Decision-Support Tools Increase Enrollment
The logic behind this is simple. If it’s fast and easy to sign up for health insurance, more of your employees will do it. Enrollment of course depends on a number of other factors as well, such as the demographics of your workforce (young, old, families, single, etc.) and your health insurance options. But creating a way for your employees to understand their benefits when they sign up for them makes a huge difference, as does making the sign-up process as streamlined as possible.
It’s been proven that giving employees the support they need to make informed decisions about their healthcare increases engagement and enrollment. Getting ahead of the yearly rush to enroll in health insurance coverage produces big-time ROI for your employee health plan.
Spread the Goodwill
Beyond the obvious benefit to your organization of having an insured and well-informed workforce, your organization will benefit of removing stress and confusion from the enrollment process. Signing up for healthcare, whether over a state exchange or choosing from employer options, can hang over a workforce. The stress, even after the enrollment period is over, can linger, affecting employees and their work in unpredictable ways.

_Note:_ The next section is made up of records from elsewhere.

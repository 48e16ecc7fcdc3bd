//! Retrieval executor (C8, spec §4.8). Dispatches SQL-only, vector-only, or
//! hybrid intents and caches canonicalized results by query fingerprint.

use chrono::Utc;
use dashmap::DashMap;
use sha2::{Digest, Sha256};
use std::sync::Arc;

use crate::config::{QueryConfig, VectorConfig};
use crate::error::QueryError;
use crate::models::{
    EntityBag, Intent, MapData, MapPoint, QueryCacheEntry, StoreSelection, TableData, VectorFilters,
};
use crate::query::gazetteer::Gazetteer;
use crate::query::synthesizer;
use crate::store::relational::RelationalStore;
use crate::vector::{Embedder, VectorIndex};

pub struct QueryExecutor {
    store: Arc<RelationalStore>,
    vector_index: Option<Arc<VectorIndex>>,
    embedder: Option<Arc<dyn Embedder>>,
    gazetteer: Gazetteer,
    query_config: QueryConfig,
    vector_config: VectorConfig,
    cache: DashMap<String, QueryCacheEntry>,
    insertion_order: std::sync::Mutex<Vec<String>>,
}

pub struct ExecutionOutcome {
    pub table_data: Option<TableData>,
    pub map_data: Option<MapData>,
    pub sql_text: Option<String>,
    pub from_cache: bool,
}

impl QueryExecutor {
    pub fn new(
        store: Arc<RelationalStore>,
        vector_index: Option<Arc<VectorIndex>>,
        embedder: Option<Arc<dyn Embedder>>,
        gazetteer: Gazetteer,
        query_config: QueryConfig,
        vector_config: VectorConfig,
    ) -> Self {
        Self {
            store,
            vector_index,
            embedder,
            gazetteer,
            query_config,
            vector_config,
            cache: DashMap::new(),
            insertion_order: std::sync::Mutex::new(Vec::new()),
        }
    }

    pub async fn execute(
        &self,
        intent: Intent,
        entities: &EntityBag,
        store_selection: StoreSelection,
    ) -> Result<ExecutionOutcome, QueryError> {
        let fingerprint = fingerprint_for(&entities.raw_query, intent, entities, store_selection);

        if let Some(entry) = self.cache.get(&fingerprint) {
            if !entry.is_expired(Utc::now()) {
                return Ok(ExecutionOutcome {
                    table_data: Some(entry.table_data.clone()),
                    map_data: entry.map_data.clone(),
                    sql_text: entry.sql_text.clone(),
                    from_cache: true,
                });
            }
        }

        let outcome = match intent {
            Intent::Informational => {
                ExecutionOutcome { table_data: None, map_data: None, sql_text: None, from_cache: false }
            },
            Intent::Semantic => self.execute_vector(entities).await?,
            Intent::Hybrid => self.execute_hybrid(intent, entities).await?,
            _ => self.execute_sql(intent, entities, None).await?,
        };

        if let Some(table_data) = &outcome.table_data {
            self.insert_cache_entry(
                fingerprint,
                QueryCacheEntry {
                    sql_text: outcome.sql_text.clone(),
                    table_data: table_data.clone(),
                    map_data: outcome.map_data.clone(),
                    created_at: Utc::now(),
                    ttl_seconds: self.query_config.cache_ttl_s as i64,
                },
            );
        }

        Ok(outcome)
    }

    async fn execute_sql(
        &self,
        intent: Intent,
        entities: &EntityBag,
        refine_ids: Option<&[i64]>,
    ) -> Result<ExecutionOutcome, QueryError> {
        let synthesized = synthesizer::synthesize(intent, entities, &self.query_config, &self.gazetteer, refine_ids);

        let (columns, rows) = self.store.query(&synthesized.sql, &synthesized.params).await?;
        let rows = rows.into_iter().map(canonicalize_row).collect::<Vec<_>>();
        let total_rows = rows.len() as i64;

        let map_data = build_map_data(&rows, entities);

        Ok(ExecutionOutcome {
            table_data: Some(TableData { columns, rows, total_rows }),
            map_data,
            sql_text: Some(synthesized.sql),
            from_cache: false,
        })
    }

    async fn execute_vector(&self, entities: &EntityBag) -> Result<ExecutionOutcome, QueryError> {
        let hits = self.vector_search(entities).await?;

        let rows: Vec<serde_json::Value> = hits
            .iter()
            .map(|hit| {
                serde_json::json!({
                    "vector_id": hit.vector_id,
                    "score": hit.score,
                    "float_id": hit.metadata.float_id,
                    "region": hit.metadata.region,
                    "depth_band": hit.metadata.depth_band,
                })
            })
            .collect();

        let total_rows = rows.len() as i64;
        Ok(ExecutionOutcome {
            table_data: Some(TableData {
                columns: vec![
                    "vector_id".into(),
                    "score".into(),
                    "float_id".into(),
                    "region".into(),
                    "depth_band".into(),
                ],
                rows,
                total_rows,
            }),
            map_data: None,
            sql_text: None,
            from_cache: false,
        })
    }

    /// Vector search yields candidate IDs, then SQL refines with precise
    /// spatial/temporal filters (spec §4.8).
    async fn execute_hybrid(&self, intent: Intent, entities: &EntityBag) -> Result<ExecutionOutcome, QueryError> {
        let hits = self.vector_search(entities).await?;
        let candidate_ids: Vec<i64> =
            hits.iter().filter_map(|h| h.vector_id.parse().ok()).collect();

        self.execute_sql(intent, entities, Some(&candidate_ids)).await
    }

    async fn vector_search(
        &self,
        entities: &EntityBag,
    ) -> Result<Vec<crate::models::VectorSearchHit>, QueryError> {
        let index = self.vector_index.as_ref().ok_or_else(|| {
            QueryError::RejectedSql("vector search unavailable: no index configured".to_string())
        })?;
        let embedder = self.embedder.as_ref().ok_or_else(|| {
            QueryError::RejectedSql("vector search unavailable: no embedder configured".to_string())
        })?;

        let embedding = embedder.embed(&entities.raw_query).await?;
        let filters = VectorFilters {
            float_id: entities.float_ids.first().cloned(),
            region: entities.regions.first().cloned(),
            year_range: None,
            month_range: None,
            depth_band: None,
        };

        Ok(index.search(embedding, self.vector_config.top_k_default, &filters).await?)
    }

    fn insert_cache_entry(&self, fingerprint: String, entry: QueryCacheEntry) {
        self.cache.insert(fingerprint.clone(), entry);
        let mut order = self.insertion_order.lock().unwrap();
        order.push(fingerprint);
        while order.len() > self.query_config.cache_max_entries {
            let evict = order.remove(0);
            self.cache.remove(&evict);
        }
    }
}

fn fingerprint_for(raw_query: &str, intent: Intent, entities: &EntityBag, store: StoreSelection) -> String {
    let normalized = raw_query.trim().to_lowercase();
    let mut hasher = Sha256::new();
    hasher.update(normalized.as_bytes());
    hasher.update(intent.as_str().as_bytes());
    hasher.update(format!("{:?}", entities.regions).as_bytes());
    hasher.update(format!("{:?}", entities.float_ids).as_bytes());
    hasher.update(format!("{:?}", entities.parameters).as_bytes());
    hasher.update(format!("{store:?}").as_bytes());
    format!("{:x}", hasher.finalize())
}

/// Stable column order, 6-significant-digit display precision for floats
/// with the raw value preserved alongside it, stable null representation
/// (spec §4.8). Float columns become `{"display": .., "raw": ..}`; every
/// other value passes through unchanged.
fn canonicalize_row(row: serde_json::Value) -> serde_json::Value {
    match row {
        serde_json::Value::Object(map) => {
            let canonicalized = map
                .into_iter()
                .map(|(k, v)| {
                    let v = match v {
                        serde_json::Value::Number(n) if n.is_f64() => {
                            let raw = n.as_f64().unwrap();
                            let display = round_to_significant_digits(raw, 6);
                            serde_json::json!({ "display": display, "raw": raw })
                        },
                        other => other,
                    };
                    (k, v)
                })
                .collect();
            serde_json::Value::Object(canonicalized)
        },
        other => other,
    }
}

/// Reads a canonicalized numeric field, preferring the display value;
/// falls back to a plain number for columns `canonicalize_row` left alone.
pub(crate) fn display_value(row: &serde_json::Value, key: &str) -> Option<f64> {
    let value = row.get(key)?;
    value.get("display").and_then(serde_json::Value::as_f64).or_else(|| value.as_f64())
}

fn round_to_significant_digits(value: f64, digits: i32) -> f64 {
    if value == 0.0 || !value.is_finite() {
        return value;
    }
    let magnitude = value.abs().log10().floor() as i32;
    let factor = 10f64.powi(digits - 1 - magnitude);
    (value * factor).round() / factor
}

fn build_map_data(rows: &[serde_json::Value], entities: &EntityBag) -> Option<MapData> {
    let points: Vec<MapPoint> = rows
        .iter()
        .filter_map(|row| {
            let lat = display_value(row, "latitude")?;
            let lng = display_value(row, "longitude")?;
            Some(MapPoint { lat, lng, extra: serde_json::Map::new() })
        })
        .collect();

    if points.is_empty() {
        return None;
    }

    Some(MapData {
        points,
        parameter: entities.parameters.first().map(|p| p.column().to_string()),
        region: entities.regions.first().cloned(),
    })
}

#[cfg(test)]
mod tests {
    use super::*;

    #[test]
    fn rounding_preserves_six_significant_digits() {
        assert_eq!(round_to_significant_digits(28.123456789, 6), 28.1235);
        assert_eq!(round_to_significant_digits(0.0001234567, 6), 0.000123457);
    }

    #[test]
    fn fingerprint_is_stable_for_equal_inputs() {
        let entities = EntityBag { raw_query: "Show me the Arabian Sea".to_string(), ..Default::default() };
        let a = fingerprint_for(&entities.raw_query, Intent::Spatial, &entities, StoreSelection::Dev);
        let b = fingerprint_for(&entities.raw_query, Intent::Spatial, &entities, StoreSelection::Dev);
        assert_eq!(a, b);
    }

    #[test]
    fn fingerprint_differs_across_stores() {
        let entities = EntityBag { raw_query: "Show me the Arabian Sea".to_string(), ..Default::default() };
        let a = fingerprint_for(&entities.raw_query, Intent::Spatial, &entities, StoreSelection::Dev);
        let b = fingerprint_for(&entities.raw_query, Intent::Spatial, &entities, StoreSelection::Live);
        assert_ne!(a, b);
    }
}
use axum::Router;
use axum::routing::get;
use clap::Parser;
use std::sync::Arc;
use tracing_subscriber::{layer::SubscriberExt, util::SubscriberInitExt};
use utoipa::OpenApi;
use utoipa_swagger_ui::SwaggerUi;

use floatchat_core::config::{CommandLineArgs, Config};
use floatchat_core::db::StorePools;
use floatchat_core::ingestion::IngestionOrchestrator;
use floatchat_core::models::{
    ErrorResponse, FloatDetail, FloatRadiusRow, Measurement, Profile, QueryRequest, QueryResponse,
    TableData, TrajectoryPoint,
};
use floatchat_core::query::{Gazetteer, HttpNarrator, Narrator, QueryExecutor, TemplateNarrator};
use floatchat_core::store::RelationalStore;
use floatchat_core::utils::ScheduledExecutor;
use floatchat_core::vector::{Embedder, HttpEmbedder, StubEmbedder, VectorIndex};
use floatchat_core::{api, AppState};

#[derive(OpenApi)]
#[openapi(
    paths(
        api::query_handler::liveness,
        api::query_handler::answer_query,
        api::floats::radius,
        api::floats::indian_ocean,
        api::floats::all_floats,
        api::floats::float_detail,
        api::floats::trajectories_radius,
    ),
    components(schemas(
        QueryRequest, QueryResponse, TableData, ErrorResponse, FloatRadiusRow, FloatDetail, Profile,
        Measurement, TrajectoryPoint,
    )),
    tags(
        (name = "System", description = "Liveness"),
        (name = "Query", description = "Natural-language query routing"),
        (name = "Floats", description = "Read-only spatial/profile API"),
    )
)]
struct ApiDoc;

#[tokio::main]
async fn main() -> Result<(), Box<dyn std::error::Error>> {
    dotenvy::dotenv().ok();
    let config = Config::load()?;

    init_tracing(&config);
    tracing::info!("floatchat starting up");

    let store_pools = StorePools::connect(&config.store.dev_dsn, &config.store.live_dsn).await?;

    let dev_store = Arc::new(
        RelationalStore::new(
            "dev",
            store_pools.dev.clone(),
            config.store.dev_id_range,
            config.query.row_cap,
            std::time::Duration::from_secs(config.query.sql_timeout_s),
        )
        .await?,
    );
    let live_store = Arc::new(
        RelationalStore::new(
            "live",
            store_pools.live.clone(),
            config.store.live_id_range,
            config.query.row_cap,
            std::time::Duration::from_secs(config.query.sql_timeout_s),
        )
        .await?,
    );
    tracing::info!("dev and live relational stores ready");

    let (vector_index, embedder): (Option<Arc<VectorIndex>>, Option<Arc<dyn Embedder>>) =
        match VectorIndex::connect(&config.vector) {
            Ok(index) => {
                if let Err(e) = index.ensure_collection(config.vector.embedding_dim).await {
                    tracing::warn!(error = %e, "failed to ensure vector collection exists");
                }
                let index = Arc::new(index);
                let embedder: Arc<dyn Embedder> = if config.embedding.api_base.is_empty() {
                    tracing::warn!("no embedding provider configured, using deterministic stub");
                    Arc::new(StubEmbedder { dim: config.vector.embedding_dim as usize })
                } else {
                    Arc::new(HttpEmbedder::new(&config.embedding))
                };
                (Some(index), Some(embedder))
            },
            Err(e) => {
                tracing::warn!(error = %e, "vector index unavailable, semantic/hybrid queries will degrade");
                (None, None)
            },
        };

    let narrator: Arc<dyn Narrator> = if config.llm.api_base.is_empty() {
        tracing::warn!("no LLM provider configured, using deterministic template narrator");
        Arc::new(TemplateNarrator { config: config.answer.clone() })
    } else {
        Arc::new(HttpNarrator::new(&config.llm, config.answer.clone()))
    };

    let gazetteer = Arc::new(Gazetteer::default());

    let query_executor = Arc::new(QueryExecutor::new(
        Arc::clone(&dev_store),
        vector_index.clone(),
        embedder.clone(),
        Gazetteer::default(),
        config.query.clone(),
        config.vector.clone(),
    ));

    let app_state = Arc::new(AppState {
        config: Arc::new(config.clone()),
        dev_store: Arc::clone(&dev_store),
        live_store: Arc::clone(&live_store),
        query_executor,
        narrator,
        gazetteer,
    });

    let cli_args = CommandLineArgs::try_parse_from(std::env::args()).unwrap_or_else(|_| CommandLineArgs {
        config: None,
        server_host: None,
        server_port: None,
        log_level: None,
        live_dsn: None,
        tick_interval: None,
        no_ingestion: false,
    });

    if !cli_args.no_ingestion {
        match IngestionOrchestrator::new(
            config.ingestion.clone(),
            config.vector.clone(),
            Arc::clone(&live_store),
            config.store.live_lock_path.clone(),
            vector_index,
            embedder,
        ) {
            Ok(orchestrator) => {
                let interval = std::time::Duration::from_secs(config.ingestion.tick_interval_s);
                tracing::info!(interval_s = config.ingestion.tick_interval_s, "starting ingestion orchestrator");
                let executor = ScheduledExecutor::new("ingestion-orchestrator", interval);
                tokio::spawn(async move {
                    executor.start(orchestrator).await;
                });
            },
            Err(e) => {
                tracing::error!(error = %e, "failed to start ingestion orchestrator, continuing read-only");
            },
        }
    } else {
        tracing::info!("ingestion disabled by --no-ingestion");
    }

    let app = Router::new()
        .merge(SwaggerUi::new("/docs").url("/api-docs/openapi.json", ApiDoc::openapi()))
        .route("/", get(api::query_handler::liveness).post(api::query_handler::answer_query))
        .route("/floats/radius", get(api::floats::radius))
        .route("/floats/indian-ocean", get(api::floats::indian_ocean))
        .route("/floats/all", get(api::floats::all_floats))
        .route("/floats/trajectories/radius", get(api::floats::trajectories_radius))
        .route("/floats/:float_id", get(api::floats::float_detail))
        .with_state(app_state)
        .layer(tower_http::trace::TraceLayer::new_for_http())
        .layer(tower_http::cors::CorsLayer::permissive());

    let addr = format!("{}:{}", config.server.host, config.server.port);
    let listener = tokio::net::TcpListener::bind(&addr).await?;

    tracing::info!("server listening on http://{}", addr);
    tracing::info!("API documentation available at http://{}/docs", addr);

    axum::serve(listener, app).await?;

    Ok(())
}

fn init_tracing(config: &Config) {
    let log_filter = tracing_subscriber::EnvFilter::new(&config.logging.level);
    let registry = tracing_subscriber::registry().with(log_filter);

    if let Some(log_file) = &config.logging.file {
        let log_path = std::path::Path::new(log_file);
        if let Some(parent) = log_path.parent() {
            let _ = std::fs::create_dir_all(parent);
        }

        let log_dir = log_path.parent().and_then(|p| p.to_str()).unwrap_or("logs");
        let file_name = log_path.file_name().and_then(|n| n.to_str()).unwrap_or("floatchat.log");
        let file_prefix = file_name.strip_suffix(".log").unwrap_or(file_name);

        let file_appender = tracing_appender::rolling::daily(log_dir, file_prefix);
        let (non_blocking, _guard) = tracing_appender::non_blocking(file_appender);
        registry.with(tracing_subscriber::fmt::layer().with_writer(non_blocking)).init();
        std::mem::forget(_guard);
    } else {
        registry.with(tracing_subscriber::fmt::layer()).init();
    }
}
//! Cross-store ID allocation (spec §9, §3 invariant 2): each store owns a
//! half-open integer range fixed at creation, enforced at insert time. No
//! coordination service needed because the ranges never overlap.

use std::sync::atomic::{AtomicI64, Ordering};

use crate::error::StoreError;

pub struct IdAllocator {
    store_name: String,
    next: AtomicI64,
    upper_bound_exclusive: i64,
}

impl IdAllocator {
    /// `range` is `(lo, hi)`, half-open `[lo, hi)`. `high_water` is the
    /// current max `global_profile_id` already present in the store, or
    /// `range.0 - 1` for a fresh store.
    pub fn new(store_name: impl Into<String>, range: (i64, i64), high_water: i64) -> Self {
        let (lo, hi) = range;
        let start = high_water.max(lo - 1) + 1;
        Self { store_name: store_name.into(), next: AtomicI64::new(start), upper_bound_exclusive: hi }
    }

    pub fn allocate(&self) -> Result<i64, StoreError> {
        let id = self.next.fetch_add(1, Ordering::SeqCst);
        if id >= self.upper_bound_exclusive {
            return Err(StoreError::IdRangeExhausted { store: self.store_name.clone() });
        }
        Ok(id)
    }
}

#[cfg(test)]
mod tests {
    use super::*;

    #[test]
    fn allocates_sequentially_from_range_start() {
        let allocator = IdAllocator::new("dev", (1, 100), 0);
        assert_eq!(allocator.allocate().unwrap(), 1);
        assert_eq!(allocator.allocate().unwrap(), 2);
    }

    #[test]
    fn resumes_above_existing_high_water_mark() {
        let allocator = IdAllocator::new("dev", (1, 100), 42);
        assert_eq!(allocator.allocate().unwrap(), 43);
    }

    #[test]
    fn exhaustion_is_an_error() {
        let allocator = IdAllocator::new("dev", (1, 3), 0);
        assert_eq!(allocator.allocate().unwrap(), 1);
        assert_eq!(allocator.allocate().unwrap(), 2);
        assert!(allocator.allocate().is_err());
    }

    #[test]
    fn dev_and_live_ranges_never_collide() {
        let dev = IdAllocator::new("dev", (1, 1_000_000_000), 0);
        let live = IdAllocator::new("live", (1_000_000_000, 2_000_000_000), 0);
        assert_ne!(dev.allocate().unwrap(), live.allocate().unwrap());
    }
}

Sending out packets of information and assuming employees will use that information, however complete it may be, to make strategic decisions on their health insurance is wishful thinking. There will always be the diligent employee who makes it their mission to crunch the numbers and make the right decision, but if you want everyone to participate in your healthcare plan, you need to make sure everyone gets customized options and information. Decision-support tools are a way organizations can put people first.
Putting Concerns to Rest
HR managers and company owners sometimes have concerns about decision-support tools. Is boiling down this highly complex information into a few questions and options missing critical data points and breezing past healthcare options that might be advantageous to some employees? Wouldn’t sending out a packet of all the information and healthcare options be more complete? At least all the information would be there. As with any product or service, you get what you pay for. The best decision-support tools are built on algorithms that automatically sort through the information and present the information that the customer needs in a thoughtful way.
You can find all sorts of decision-support tools out there. Soon, they’ll be ubiquitous in corporations. Test them, get feedback, ask questions, and zero in on the system that will engage and delight your employees.